When the BBC launched its then-revolutionary computer literacy project in the UK at the start of the 1980s, it realised that it would be a good idea if schools and colleges had access to the new-fangled microcomputers, so that they could participate in a live learning environment. The only problem was, there were no affordable mass-market PCs available. And so the BBC built its own, in collaboration with Acorn Computers, and the BBC Micro was born.

Fast-forward 34 years and the BBC is about to undertake a similar project. This time, though, the world has changed – PCs have come and almost gone, powerful smartphones are ubiquitous, and we are now at the dawn of a new age of connected devices and services. The problem is, whilst we are all happy to use these devices, we don’t necessarily understand them.

Thankfully, the past year or two has seen a resurgence of interest in programming (or coding or hacking in today’s language), coupled with the emergence of the DIY maker market. And so we have extremely low cost Raspberry Pi and Arduino kits available to buy and build upon, and even Lego has got into the game. This entry-level exposure to coding is essential if we are to capitalise on not only the IoT sector, but also telecoms itself – the shift to SDN and NFV is already resulting in a skills shortage of telco software engineers.

The BBC’s contribution is the new BBC micro:bit – a 4cm by 5cm circuit board with two programmable buttons, accelerometer, compass, five input and output rings, LEDs and Bluetooth connectivity. The device weighs just 8g and works as a stand-alone device, but will also integrate with Raspberry Pi and Arduino. Supported programming languages are Microsoft’s Touch Develop, JavaScript, Python, C++ and Blocks.

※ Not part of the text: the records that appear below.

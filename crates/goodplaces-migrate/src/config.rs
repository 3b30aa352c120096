//! Configuration loading from file and environment variables.

use goodplaces_db::DbRuntimeSettings;
use goodplaces_ledger::{RunOptions, TransactionMode};
use serde::Deserialize;
use thiserror::Error;

/// Config file used when neither `--config` nor `GOODPLACES_CONFIG_PATH`
/// is given.
pub const DEFAULT_CONFIG_PATH: &str = "goodplaces.toml";

/// Top-level configuration.
#[derive(Debug, Clone, Default, Deserialize)]
pub struct Config {
    /// Database settings.
    #[serde(default)]
    pub database: DatabaseConfig,

    /// Migration run settings.
    #[serde(default)]
    pub ledger: LedgerConfig,

    /// Logging settings.
    #[serde(default)]
    pub logging: LoggingConfig,
}

/// Database configuration.
#[derive(Debug, Clone, Deserialize)]
pub struct DatabaseConfig {
    /// Path to the SQLite database file.
    #[serde(default = "default_db_path")]
    pub path: String,

    /// SQLite busy timeout in milliseconds.
    #[serde(default = "default_busy_timeout_ms")]
    pub busy_timeout_ms: u64,

    /// Maximum pooled connections.
    #[serde(default = "default_pool_max_size")]
    pub pool_max_size: u32,
}

/// Migration run configuration.
#[derive(Debug, Clone, Default, Deserialize)]
pub struct LedgerConfig {
    /// `per-unit` commits after every revision; `per-run` commits once.
    #[serde(default)]
    pub transaction_mode: TransactionMode,

    /// Name recorded in the lock table. A random one is generated per
    /// process when unset.
    #[serde(default)]
    pub lock_owner: Option<String>,
}

/// Logging configuration.
#[derive(Debug, Clone, Deserialize)]
pub struct LoggingConfig {
    /// Log level filter (e.g., "info", "goodplaces_ledger=debug,info").
    #[serde(default = "default_log_level")]
    pub level: String,

    /// Whether to output logs in JSON format.
    #[serde(default)]
    pub json: bool,
}

fn default_db_path() -> String {
    "goodplaces.db".to_string()
}

fn default_busy_timeout_ms() -> u64 {
    DbRuntimeSettings::default().busy_timeout_ms
}

fn default_pool_max_size() -> u32 {
    DbRuntimeSettings::default().pool_max_size
}

fn default_log_level() -> String {
    "info".to_string()
}

impl Default for DatabaseConfig {
    fn default() -> Self {
        Self {
            path: default_db_path(),
            busy_timeout_ms: default_busy_timeout_ms(),
            pool_max_size: default_pool_max_size(),
        }
    }
}

impl Default for LoggingConfig {
    fn default() -> Self {
        Self {
            level: default_log_level(),
            json: false,
        }
    }
}

impl DatabaseConfig {
    /// Pool settings for [`goodplaces_db::create_pool`].
    pub fn runtime_settings(&self) -> DbRuntimeSettings {
        DbRuntimeSettings {
            busy_timeout_ms: self.busy_timeout_ms,
            pool_max_size: self.pool_max_size,
        }
    }
}

impl LedgerConfig {
    /// Runner options, generating a lock owner when none is configured.
    pub fn run_options(&self) -> RunOptions {
        RunOptions {
            transaction_mode: self.transaction_mode,
            lock_owner: self
                .lock_owner
                .clone()
                .unwrap_or_else(|| format!("goodplaces-migrate-{}", uuid::Uuid::new_v4())),
        }
    }
}

/// Errors that can occur when loading configuration.
#[derive(Debug, Error)]
pub enum ConfigError {
    /// Failed to read the configuration file.
    #[error("failed to read config file: {0}")]
    FileRead(#[from] std::io::Error),

    /// Failed to parse the configuration file.
    #[error("failed to parse config file: {0}")]
    Parse(#[from] toml::de::Error),

    /// An environment override holds a value the setting does not accept.
    #[error("invalid value '{value}' for {variable}")]
    InvalidOverride {
        /// The environment variable.
        variable: &'static str,
        /// Its value.
        value: String,
    },
}

/// Picks the config path: the `--config` flag, then
/// `GOODPLACES_CONFIG_PATH`, then [`DEFAULT_CONFIG_PATH`]. Also returns
/// where the path came from, for logging.
pub fn resolve_config_path(flag: Option<&str>) -> (String, &'static str) {
    if let Some(path) = flag.filter(|value| !value.trim().is_empty()) {
        return (path.to_string(), "cli-arg");
    }

    if let Ok(path) = std::env::var("GOODPLACES_CONFIG_PATH") {
        if !path.trim().is_empty() {
            return (path, "env-var");
        }
    }

    (DEFAULT_CONFIG_PATH.to_string(), "default")
}

/// Loads configuration from a TOML file, falling back to defaults when the
/// file does not exist.
///
/// Environment variable overrides:
/// - `GOODPLACES_DB_PATH` overrides `database.path`
/// - `GOODPLACES_TRANSACTION_MODE` overrides `ledger.transaction_mode`
/// - `GOODPLACES_LOCK_OWNER` overrides `ledger.lock_owner`
/// - `GOODPLACES_LOG_LEVEL` overrides `logging.level`
/// - `GOODPLACES_LOG_JSON` overrides `logging.json` (set to "true" to enable)
///
/// # Errors
///
/// Returns `ConfigError` if the file exists but cannot be read or parsed,
/// or an override is malformed.
pub fn load_config(path: &str) -> Result<Config, ConfigError> {
    let config = match std::fs::read_to_string(path) {
        Ok(contents) => toml::from_str(&contents)?,
        Err(e) if e.kind() == std::io::ErrorKind::NotFound => Config::default(),
        Err(e) => return Err(ConfigError::FileRead(e)),
    };
    apply_overrides(config, |name| std::env::var(name).ok())
}

/// Applies environment overrides read through `lookup`.
///
/// # Errors
///
/// Returns [`ConfigError::InvalidOverride`] for an unknown transaction mode.
pub fn apply_overrides<F>(mut config: Config, lookup: F) -> Result<Config, ConfigError>
where
    F: Fn(&str) -> Option<String>,
{
    if let Some(db_path) = lookup("GOODPLACES_DB_PATH") {
        config.database.path = db_path;
    }
    if let Some(mode) = lookup("GOODPLACES_TRANSACTION_MODE") {
        config.ledger.transaction_mode = match mode.trim() {
            "per-unit" => TransactionMode::PerUnit,
            "per-run" => TransactionMode::PerRun,
            _ => {
                return Err(ConfigError::InvalidOverride {
                    variable: "GOODPLACES_TRANSACTION_MODE",
                    value: mode,
                })
            }
        };
    }
    if let Some(owner) = lookup("GOODPLACES_LOCK_OWNER") {
        config.ledger.lock_owner = Some(owner);
    }
    if let Some(level) = lookup("GOODPLACES_LOG_LEVEL") {
        config.logging.level = level;
    }
    if let Some(json) = lookup("GOODPLACES_LOG_JSON") {
        config.logging.json = json == "true" || json == "1";
    }

    Ok(config)
}
//! Migration ledger for the Goodplaces backend.
//!
//! Keeps an ordered, reversible history of schema and data transformations
//! and moves a persistent store along it. Each [`MigrationUnit`] names the
//! unit(s) it follows; [`MigrationGraph::build`] validates the units and
//! fixes a deterministic order; a [`Runner`] walks that order forward or
//! backward from the store's recorded heads to a target.
//!
//! # Design decisions
//!
//! - **Explicit units**: the history is a plain `Vec<MigrationUnit>` built in
//!   code. Ordering comes from parent links, never from file names.
//! - **Declarative primitives**: schema steps are [`SchemaOp`] values, so a
//!   downgrade can be derived from an upgrade and stores can choose how to
//!   execute each primitive.
//! - **Store trait**: the runner only sees [`Store`] and
//!   [`StoreTransaction`]. `goodplaces-db` provides the SQLite store.
//! - **Version rows move with the unit**: the applied heads are rewritten in
//!   the transaction that commits the unit, so a failure can never leave the
//!   recorded version ahead of the schema.

mod error;
mod graph;
pub mod ops;
mod runner;
mod store;
mod unit;

pub use error::{GraphIntegrityError, LedgerError, TransformationError};
pub use graph::{MigrationGraph, Plan, BASE, HEAD, HEADS};
pub use ops::SchemaOp;
pub use runner::{Direction, RunOptions, RunReport, Runner, TransactionMode};
pub use store::{DataAccess, SqlValue, Store, StoreError, StoreTransaction};
pub use unit::{DataFn, Downgrade, MigrationUnit, Step};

Incredibly (and laudably, given the negative attention the BBC is receiving at the moment over the licence fee), the BBC intends to give a free micro:bit to every child in Year 7 across the UK (year 7 covers the 11-12 age range). It has worked with 28 partners to develop the concept and create the hardware and software needed to realise the pocket sized, programmable computer. Its technology partners include ARM, Freescale, Microsoft, Nordic Semiconductor and Samsung, ScienceScope.

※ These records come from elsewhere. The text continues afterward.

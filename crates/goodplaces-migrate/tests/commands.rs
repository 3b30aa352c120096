use goodplaces_ledger::{Direction, LedgerError, StoreError};
use goodplaces_migrate::cli::Command;
use goodplaces_migrate::config::Config;
use goodplaces_migrate::error::CliError;
use goodplaces_migrate::output::Output;
use goodplaces_migrations::{BASE_REVISION, HEAD_REVISION};
use rusqlite::Connection;

fn config(dir: &tempfile::TempDir) -> Config {
    let mut config = Config::default();
    config.database.path = dir
        .path()
        .join("goodplaces.db")
        .to_str()
        .expect("temp path should be utf-8")
        .to_string();
    config
}

fn run(command: Command, config: &Config) -> Result<Output, CliError> {
    goodplaces_migrate::run(&command, config)
}

fn upgrade(target: &str, dry_run: bool) -> Command {
    Command::Upgrade {
        target: target.to_string(),
        dry_run,
    }
}

fn current(config: &Config) -> Vec<String> {
    match run(Command::Current, config).expect("current should succeed") {
        Output::Current { heads, .. } => heads,
        other => panic!("unexpected output: {other:?}"),
    }
}

#[test]
fn upgrade_brings_a_fresh_database_to_head() {
    let dir = tempfile::tempdir().expect("should create temp dir");
    let config = config(&dir);

    let output = run(upgrade("heads", false), &config).expect("upgrade should succeed");
    let Output::Run(report) = output else {
        panic!("expected a run report");
    };
    assert_eq!(report.direction, Some(Direction::Upgrade));
    assert!(report.from.is_empty());
    assert_eq!(report.to, vec![HEAD_REVISION]);
    assert_eq!(report.executed.first().map(String::as_str), Some(BASE_REVISION));
    assert_eq!(current(&config), vec![HEAD_REVISION]);

    let again = run(upgrade("heads", false), &config).expect("second upgrade should succeed");
    assert_eq!(again.to_string(), format!("already at {HEAD_REVISION}"));
}

#[test]
fn dry_run_leaves_the_database_untouched() {
    let dir = tempfile::tempdir().expect("should create temp dir");
    let config = config(&dir);

    let output = run(upgrade(BASE_REVISION, true), &config).expect("dry run should succeed");
    let Output::Plan(plan) = output else {
        panic!("expected a plan");
    };
    assert_eq!(plan.direction, Some(Direction::Upgrade));
    assert_eq!(plan.revisions.len(), 1);
    assert_eq!(plan.revisions[0].revision, BASE_REVISION);
    assert!(current(&config).is_empty());
}

#[test]
fn downgrade_dry_run_marks_irreversible_revisions() {
    let dir = tempfile::tempdir().expect("should create temp dir");
    let config = config(&dir);
    run(upgrade("heads", false), &config).expect("upgrade should succeed");

    let output = run(
        Command::Downgrade {
            target: "064a2159eb7b".to_string(),
            dry_run: true,
        },
        &config,
    )
    .expect("dry run should succeed");
    let Output::Plan(plan) = output else {
        panic!("expected a plan");
    };
    let marked: Vec<&str> = plan
        .revisions
        .iter()
        .filter(|entry| entry.irreversible)
        .map(|entry| entry.revision.as_str())
        .collect();
    assert_eq!(marked, vec!["761e1eabde1d"]);
    assert_eq!(current(&config), vec![HEAD_REVISION]);
}

#[test]
fn dry_run_rejects_the_wrong_direction() {
    let dir = tempfile::tempdir().expect("should create temp dir");
    let config = config(&dir);
    run(upgrade("heads", false), &config).expect("upgrade should succeed");

    let err = run(upgrade(BASE_REVISION, true), &config).expect_err("target is behind");
    assert!(matches!(
        err,
        CliError::Ledger(LedgerError::WrongDirection {
            requested: Direction::Upgrade,
            inferred: Direction::Downgrade,
            ..
        })
    ));
}

#[test]
fn check_reports_pending_revisions_until_upgraded() {
    let dir = tempfile::tempdir().expect("should create temp dir");
    let config = config(&dir);
    run(upgrade(BASE_REVISION, false), &config).expect("partial upgrade should succeed");

    let err = run(Command::Check, &config).expect_err("database is behind");
    let CliError::Pending { current, pending } = err else {
        panic!("expected pending revisions");
    };
    assert_eq!(current, vec![BASE_REVISION]);
    assert_eq!(pending.last().map(String::as_str), Some(HEAD_REVISION));
    assert!(!pending.iter().any(|rev| rev == BASE_REVISION));

    run(upgrade("heads", false), &config).expect("upgrade should succeed");
    let output = run(Command::Check, &config).expect("check should pass at head");
    assert_eq!(output.to_string(), format!("up to date at {HEAD_REVISION}"));
}

#[test]
fn stamp_moves_the_pointer_without_running_steps() {
    let dir = tempfile::tempdir().expect("should create temp dir");
    let config = config(&dir);

    run(
        Command::Stamp {
            target: "head".to_string(),
        },
        &config,
    )
    .expect("stamp should succeed");
    assert_eq!(current(&config), vec![HEAD_REVISION]);

    let conn = Connection::open(&config.database.path).expect("should open database");
    let tables: i64 = conn
        .query_row(
            "SELECT COUNT(*) FROM sqlite_master WHERE type = 'table' AND name = 'place'",
            [],
            |row| row.get(0),
        )
        .expect("should count tables");
    assert_eq!(tables, 0, "stamp must not create schema");

    run(
        Command::Stamp {
            target: "base".to_string(),
        },
        &config,
    )
    .expect("stamp to base should succeed");
    assert!(current(&config).is_empty());
}

#[test]
fn unlock_clears_a_crashed_runners_lock() {
    let dir = tempfile::tempdir().expect("should create temp dir");
    let config = config(&dir);
    let conn = Connection::open(&config.database.path).expect("should open database");
    conn.execute_batch(
        "CREATE TABLE _ledger_lock (
            id INTEGER PRIMARY KEY CHECK (id = 1),
            owner TEXT NOT NULL,
            acquired_at TEXT NOT NULL DEFAULT (datetime('now'))
        );
        INSERT INTO _ledger_lock (id, owner) VALUES (1, 'crashed-runner');",
    )
    .expect("should plant lock");
    drop(conn);

    let Output::Current { lock, .. } = run(Command::Current, &config).expect("current") else {
        panic!("expected current output");
    };
    assert_eq!(lock.map(|lock| lock.owner).as_deref(), Some("crashed-runner"));

    let err = run(upgrade("heads", false), &config).expect_err("lock is held");
    assert!(matches!(
        err,
        CliError::Ledger(LedgerError::Store(StoreError::LockHeld { .. }))
    ));

    let Output::Unlock { released } = run(Command::Unlock, &config).expect("unlock") else {
        panic!("expected unlock output");
    };
    assert_eq!(released.map(|lock| lock.owner).as_deref(), Some("crashed-runner"));

    let again = run(Command::Unlock, &config).expect("second unlock");
    assert_eq!(again.to_string(), "no lock held");
    run(upgrade("heads", false), &config).expect("upgrade after unlock should succeed");
}

#[test]
fn graph_commands_do_not_create_the_database() {
    let dir = tempfile::tempdir().expect("should create temp dir");
    let config = config(&dir);

    let Output::History { revisions } = run(Command::History, &config).expect("history") else {
        panic!("expected history");
    };
    assert_eq!(revisions.first().map(|info| info.revision.as_str()), Some(HEAD_REVISION));
    assert_eq!(revisions.last().map(|info| info.revision.as_str()), Some(BASE_REVISION));

    let Output::Heads { heads } = run(Command::Heads, &config).expect("heads") else {
        panic!("expected heads");
    };
    assert_eq!(heads.len(), 1);
    assert!(heads[0].is_head);

    let Output::Revision(info) = run(
        Command::Show {
            revision: "761e".to_string(),
        },
        &config,
    )
    .expect("show should resolve a prefix") else {
        panic!("expected a revision");
    };
    assert_eq!(info.revision, "761e1eabde1d");
    assert!(info.irreversible.is_some());
    assert!(!info.upgrade.is_empty());

    assert!(!std::path::Path::new(&config.database.path).exists());
}

#[test]
fn show_rejects_unknown_revisions() {
    let dir = tempfile::tempdir().expect("should create temp dir");
    let err = run(
        Command::Show {
            revision: "ffffffffffff".to_string(),
        },
        &config(&dir),
    )
    .expect_err("revision does not exist");
    assert!(matches!(err, CliError::Ledger(LedgerError::UnknownRevision(_))));
}

#[test]
fn json_output_is_tagged_by_command() {
    let dir = tempfile::tempdir().expect("should create temp dir");
    let config = config(&dir);
    let output = run(upgrade("heads", false), &config).expect("upgrade should succeed");

    let json = serde_json::to_value(&output).expect("output should serialize");
    assert_eq!(json["kind"], "run");
    assert_eq!(json["direction"], "upgrade");
    assert_eq!(json["to"][0], HEAD_REVISION);
}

“The BBC micro:bit has been designed to encourage children to move away from seeing laptops and tablets as ‘devices you can do things on’ to ‘devices you can use to make other things happen’,” explains Sinead Rocks, Head of BBC Learning, “a concept that has arguably been lost to many as so many types of technology have become ever more intuitive and easy to use.”

The UK already has 18,000 teachers of computing, and it will be through these that the BBC hopes to ensure its new learning scheme proves to be a success. It will support them with a series of programmes and websites from when schools return in the late summer until the end of the year. The website will also feature a simulator app to enable more children to test their programming abilities, as it will take some time for all of them to receive their free micro:bits.

“Just as the BBC Micro introduced millions to personal computers 30 years ago, the BBC micro:bit can help equip a new generation with the digital skills they need to find jobs and help grow the UK economy,” said Tony Hall, Director-General of the BBC. “It's the unique role of the BBC that allows us to bring together an unprecedented partnership to deliver such an ambitious project.”